Service and Maintenance
Good engineering design will make an instrument as durable as possible. Engineering combined with good industrial design will make the instrument quick to repair, should there happen to be a failure. Throughput is the key to profitability for many labs. They cannot afford machine down-time. Careful consideration of service and maintenance factors when the instrument is being designed will keep any potential in-use down-time to a minimum. Are access panels easy to get to? Have system subassemblies been modularized so they can be replaced quickly? Is it easy to replenish any consumables? These and similar things should all be thought through from the perspective of service and maintenance personnel.
Brand is about trust. People who have a positive experience with a company’s products come to place trust in all of the products the company offers. Developing a strong brand makes it easier to attract sales for product line extensions and for newly-developed products coming on the market. Designing a line of instruments to reflect a common brand image is a strategy that will help promote brand loyalty and encourage recurring sales.
There exists an opportunity for companies to differentiate their medical device design and laboratory instrumentation products by employing carefully thought-out design. Design is important not simply because it influences the emotional response that is core to decision making. Design can also enhance usability, make service and maintenance easier, and provide the visual elements that communicate a trusted brand.

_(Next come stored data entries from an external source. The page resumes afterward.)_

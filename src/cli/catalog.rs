use anyhow::Result;
use clap::Args;
use serde::Serialize;

use super::context::CliContext;
use super::output;

#[derive(Args, Clone, Debug)]
pub struct CatalogArgs {}

#[derive(Serialize)]
struct CatalogEntry {
    order: usize,
    id: &'static str,
}

pub fn cmd_catalog(_args: CatalogArgs, ctx: &CliContext) -> Result<()> {
    let engine = ctx.engine()?;
    let entries: Vec<CatalogEntry> = engine
        .catalog()
        .ids()
        .into_iter()
        .enumerate()
        .map(|(index, id)| CatalogEntry {
            order: index + 1,
            id,
        })
        .collect();
    output::print(ctx.output(), &entries, |entries| {
        entries
            .iter()
            .map(|e| format!("{:>2}. {}", e.order, e.id))
            .collect::<Vec<_>>()
            .join("\n")
    })
}
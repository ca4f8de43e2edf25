pub mod error;
pub mod model;
pub mod runtime;

pub use error::SchedulerError;
pub use model::{PositionCallback, QueueStats, SchedulerConfig};
pub use runtime::RunScheduler;
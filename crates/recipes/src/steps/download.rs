use std::path::Path;

use action_flow::{FlowError, RunContext, Step};
use action_primitives::{Locator, Surface, TextMatch, WaitPolicy};
use async_trait::async_trait;
use sharecode_core_types::RunResult;
use tracing::{debug, info, warn};

use crate::extract::{build_filename, parse_name, parse_share_code, parse_valid_until};
use crate::helpers::{has_any, has_heading};
use crate::pages::{buttons, headings};

/// Final page: read the share code, save the PDF, produce the result.
pub struct Download;

impl Download {
    /// Summary capture first, then the details list, then the body text.
    async fn holder_name(ctx: &RunContext, body: &str) -> Option<String> {
        if let Some(name) = ctx.extracted.name() {
            return Some(name.to_string());
        }
        let cell = Locator::description_value("Name");
        if has_any(ctx.surface(), &cell).await {
            if let Ok(text) = ctx.surface().inner_text(&cell).await {
                let text = text.trim();
                if !text.is_empty() {
                    return Some(text.to_string());
                }
            }
        }
        parse_name(body)
    }
}

async fn move_artifact(from: &Path, to: &Path) -> Result<(), FlowError> {
    if let Some(parent) = to.parent() {
        tokio::fs::create_dir_all(parent).await?;
    }
    if tokio::fs::rename(from, to).await.is_err() {
        tokio::fs::copy(from, to).await?;
        if let Err(err) = tokio::fs::remove_file(from).await {
            warn!(path = %from.display(), %err, "failed to remove staged download");
        }
    }
    Ok(())
}

#[async_trait]
impl Step for Download {
    fn id(&self) -> &'static str {
        "download"
    }

    async fn detect(&self, surface: &dyn Surface, wait: &WaitPolicy) -> bool {
        has_heading(surface, wait, headings::DETAILS).await
    }

    async fn execute(&self, ctx: &mut RunContext) -> Result<(), FlowError> {
        let body = ctx.surface().inner_text(&Locator::Body).await?;
        let share_code = parse_share_code(&body).unwrap_or_default();
        if share_code.is_empty() {
            warn!("share code not found on details page");
        }
        let valid_until = parse_valid_until(&body);
        let name = Self::holder_name(ctx, &body).await;
        let target = ctx
            .options
            .artifact_target(&build_filename(name.as_deref(), valid_until));

        debug!(action = "download", detail = "pdf");
        ctx.wait
            .click_first_available(
                ctx.surface(),
                &[
                    Locator::link(TextMatch::contains(buttons::DOWNLOAD_PDF)),
                    Locator::css_with_text("a", buttons::DOWNLOAD_PDF),
                ],
            )
            .await?;
        let staged = ctx
            .surface()
            .await_download_artifact(ctx.wait.action_timeout())
            .await?;
        move_artifact(&staged, &target).await?;
        info!(path = %target.display(), %share_code, "share code PDF saved");

        ctx.set_result(RunResult {
            artifact_path: target,
            share_code,
            valid_until,
        })
    }
}
use std::path::Path;

use anyhow::{Context, Result};
use tracing::info;
use tracing_subscriber::{layer::SubscriberExt, util::SubscriberInitExt};

use super::output::LogFormat;
use crate::config::AppConfig;

/// Install the global subscriber. `RUST_LOG` wins over `level`; logs go to
/// stderr so stdout carries only command output.
pub fn init_logging(level: &str, debug: bool, format: LogFormat) -> Result<()> {
    let level = if debug {
        tracing::Level::DEBUG
    } else {
        level.parse().context("Invalid log level")?
    };

    let filter = tracing_subscriber::EnvFilter::try_from_default_env()
        .unwrap_or_else(|_| tracing_subscriber::EnvFilter::new(level.to_string()));
    let registry = tracing_subscriber::registry().with(filter);

    match format {
        LogFormat::Text => registry
            .with(tracing_subscriber::fmt::layer().with_writer(std::io::stderr))
            .try_init(),
        LogFormat::Json => registry
            .with(
                tracing_subscriber::fmt::layer()
                    .json()
                    .with_writer(std::io::stderr),
            )
            .try_init(),
    }
    .context("Failed to install tracing subscriber")?;

    Ok(())
}

pub fn load_config(explicit: Option<&Path>) -> Result<AppConfig> {
    let config = AppConfig::load(explicit)?;
    info!(
        start_url = %config.start_url,
        concurrency = config.scheduler.concurrency,
        output_dir = %config.flow.output_dir.display(),
        "configuration loaded"
    );
    Ok(config)
}
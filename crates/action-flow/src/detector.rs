//! Page detection robust to navigation mid-scan

use std::sync::Arc;

use action_primitives::{Surface, WaitPolicy};
use tracing::{debug, warn};

use crate::step::{Step, StepCatalog};

/// Outcome of one detection pass.
pub enum Detection {
    /// First catalog-order step whose `detect` held on a stable page
    Matched(Arc<dyn Step>),
    /// A full scan completed on a stable page and nothing matched
    NoMatch,
    /// The page kept moving on every permitted scan
    Unsettled { attempts: usize },
}

impl Detection {
    pub fn matched(&self) -> Option<&Arc<dyn Step>> {
        match self {
            Detection::Matched(step) => Some(step),
            _ => None,
        }
    }

    pub fn is_match(&self) -> bool {
        matches!(self, Detection::Matched(_))
    }
}

impl std::fmt::Debug for Detection {
    fn fmt(&self, f: &mut std::fmt::Formatter<'_>) -> std::fmt::Result {
        match self {
            Detection::Matched(step) => write!(f, "Matched({})", step.id()),
            Detection::NoMatch => f.write_str("NoMatch"),
            Detection::Unsettled { attempts } => write!(f, "Unsettled({attempts})"),
        }
    }
}

/// Selects the step matching the rendered page.
#[derive(Debug, Clone, Copy)]
pub struct StepDetector {
    max_retries: usize,
}

impl Default for StepDetector {
    fn default() -> Self {
        Self { max_retries: 2 }
    }
}

impl StepDetector {
    pub fn new(max_retries: usize) -> Self {
        Self { max_retries }
    }

    pub fn max_retries(&self) -> usize {
        self.max_retries
    }

    /// Scan `catalog` in order against `surface`.
    ///
    /// The surface identity is sampled before the scan and after every
    /// `detect`. A change abandons the scan (discarding any hit, which may
    /// describe the page that just left) and starts over, at most
    /// `max_retries` extra times.
    pub async fn detect(
        &self,
        catalog: &StepCatalog,
        surface: &dyn Surface,
        wait: &WaitPolicy,
    ) -> Detection {
        let attempts = self.max_retries + 1;
        for attempt in 1..=attempts {
            let before = surface.current_identity().await;
            let mut moved = false;

            for step in catalog.iter() {
                let hit = step.detect(surface, wait).await;
                let now = surface.current_identity().await;
                if now != before {
                    debug!(attempt, from = %before, to = %now, step = step.id(), "page moved during detection");
                    moved = true;
                    break;
                }
                if hit {
                    debug!(attempt, step = step.id(), "page detected");
                    return Detection::Matched(Arc::clone(step));
                }
            }

            if !moved {
                return Detection::NoMatch;
            }
            if let Err(err) = surface.wait_for_settled().await {
                debug!(%err, "settle wait failed before rescan");
            }
        }

        warn!(attempts, "page never settled during detection");
        Detection::Unsettled { attempts }
    }
}
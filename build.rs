use std::process::Command;

fn main() {
    let build_date = chrono::Utc::now().format("%Y-%m-%d").to_string();
    println!("cargo:rustc-env=BUILD_DATE={}", build_date);

    let git_hash = git(&["rev-parse", "--short", "HEAD"]).unwrap_or_else(|| "unknown".to_string());
    println!("cargo:rustc-env=GIT_HASH={}", git_hash);

    println!("cargo:rerun-if-changed=.git/HEAD");
    println!("cargo:rerun-if-changed=.git/refs/heads/");
}

fn git(args: &[&str]) -> Option<String> {
    Command::new("git")
        .args(args)
        .output()
        .ok()
        .filter(|output| output.status.success())
        .map(|output| String::from_utf8_lossy(&output.stdout).trim().to_string())
}
use anyhow::Result;
use clap::Parser;
use tracing::{error, info};

use super::context::CliContext;
use super::dispatch::dispatch;
use super::env::CliArgs;
use super::runtime::{init_logging, load_config};

pub async fn run() -> Result<()> {
    let cli = CliArgs::parse();

    init_logging(&cli.log_level, cli.debug, cli.log_format)?;

    info!("Starting sharecode v{}", env!("CARGO_PKG_VERSION"));

    let config = load_config(cli.config.as_deref())?;
    let cli_context = CliContext::new(config, cli.output);

    match dispatch(&cli, &cli_context).await {
        Ok(()) => {
            info!("Command completed successfully");
            Ok(())
        }
        Err(err) => {
            error!("Command failed: {:#}", err);
            Err(err)
        }
    }
}
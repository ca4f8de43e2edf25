use action_flow::{FlowError, RunContext, Step};
use action_primitives::{Locator, Surface, TextMatch, WaitPolicy};
use async_trait::async_trait;
use tracing::debug;

use crate::helpers::{
    click_continue, dismiss_cookie_banner, dismiss_stay_signed_in, follow_first, has_any,
    has_heading,
};
use crate::pages::{buttons, headings, purpose_input_id, purpose_label, selectors};

/// Immigration status overview with the "Get a share code" link.
pub struct ProveStatus;

#[async_trait]
impl Step for ProveStatus {
    fn id(&self) -> &'static str {
        "prove-status"
    }

    async fn detect(&self, surface: &dyn Surface, wait: &WaitPolicy) -> bool {
        let heading = has_heading(surface, wait, headings::STATUS).await
            || has_heading(surface, wait, headings::PROVE_STATUS).await;
        if !heading {
            return false;
        }
        has_any(surface, &Locator::link(TextMatch::contains(buttons::GET_A_SHARE_CODE))).await
            || has_any(surface, &Locator::css(selectors::GET_SHARE_CODE_HREF)).await
    }

    async fn execute(&self, ctx: &mut RunContext) -> Result<(), FlowError> {
        dismiss_cookie_banner(ctx).await;
        dismiss_stay_signed_in(ctx).await;

        debug!(action = "click", detail = "get-share-code");
        follow_first(
            ctx,
            &[
                Locator::link(TextMatch::contains(buttons::GET_A_SHARE_CODE)),
                Locator::css_with_text(selectors::GOVUK_LINK_BUTTON, buttons::GET_A_SHARE_CODE),
                Locator::css(selectors::GET_SHARE_CODE_HREF),
            ],
        )
        .await
    }
}

/// Reason the share code is needed.
pub struct PurposeSelection;

#[async_trait]
impl Step for PurposeSelection {
    fn id(&self) -> &'static str {
        "purpose-selection"
    }

    async fn detect(&self, surface: &dyn Surface, wait: &WaitPolicy) -> bool {
        has_heading(surface, wait, headings::PURPOSE).await
    }

    async fn execute(&self, ctx: &mut RunContext) -> Result<(), FlowError> {
        let label = purpose_label(ctx.purpose);
        debug!(action = "check", detail = label);
        ctx.wait
            .check_first_available(
                ctx.surface(),
                &[
                    Locator::radio(TextMatch::exact(label)),
                    Locator::css(format!(
                        "input[name=\"listedPurpose\"]#{}",
                        purpose_input_id(ctx.purpose)
                    )),
                    Locator::css(format!("input[name=\"listedPurpose\"][value^=\"{label}\"]")),
                ],
            )
            .await?;
        click_continue(ctx).await
    }
}

/// Last page before the code is generated.
pub struct Confirmation;

#[async_trait]
impl Step for Confirmation {
    fn id(&self) -> &'static str {
        "confirmation"
    }

    async fn detect(&self, surface: &dyn Surface, wait: &WaitPolicy) -> bool {
        has_heading(surface, wait, headings::CONFIRMATION).await
    }

    async fn execute(&self, ctx: &mut RunContext) -> Result<(), FlowError> {
        dismiss_stay_signed_in(ctx).await;

        debug!(action = "click", detail = "get-share-code");
        follow_first(
            ctx,
            &[
                Locator::link(TextMatch::contains(buttons::GET_SHARE_CODE)),
                Locator::css_with_text(selectors::GOVUK_LINK_BUTTON, buttons::GET_SHARE_CODE),
                Locator::css(selectors::SHARE_HREF),
            ],
        )
        .await
    }
}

- In fulfilling these two main goals, industrial designers must understand and take into consideration many elements, including: how components will be manufactured, what the material options are vis a vis their performance and aesthetic qualities, how best to arrange components into an efficient architecture, and how the product will be serviced and maintained.
- (Lindgaard, Fernades, Dudek and Brown, “Attention web designers: You have 50 milliseconds to make a good first impression!”, Behavior and Information Technology, Vol. 25, No. 2, March-April 2006)
- (Fitzsimons, Grainne M., Tanya L Chartrand, and Gavan J Fitzsimons, “Automatic Effects of Brand Exposure on Motivated Behavior: How Apple Makes You “Think Different””, Journal Of Consumer Research, Inc., Vol. 35, June 2008.)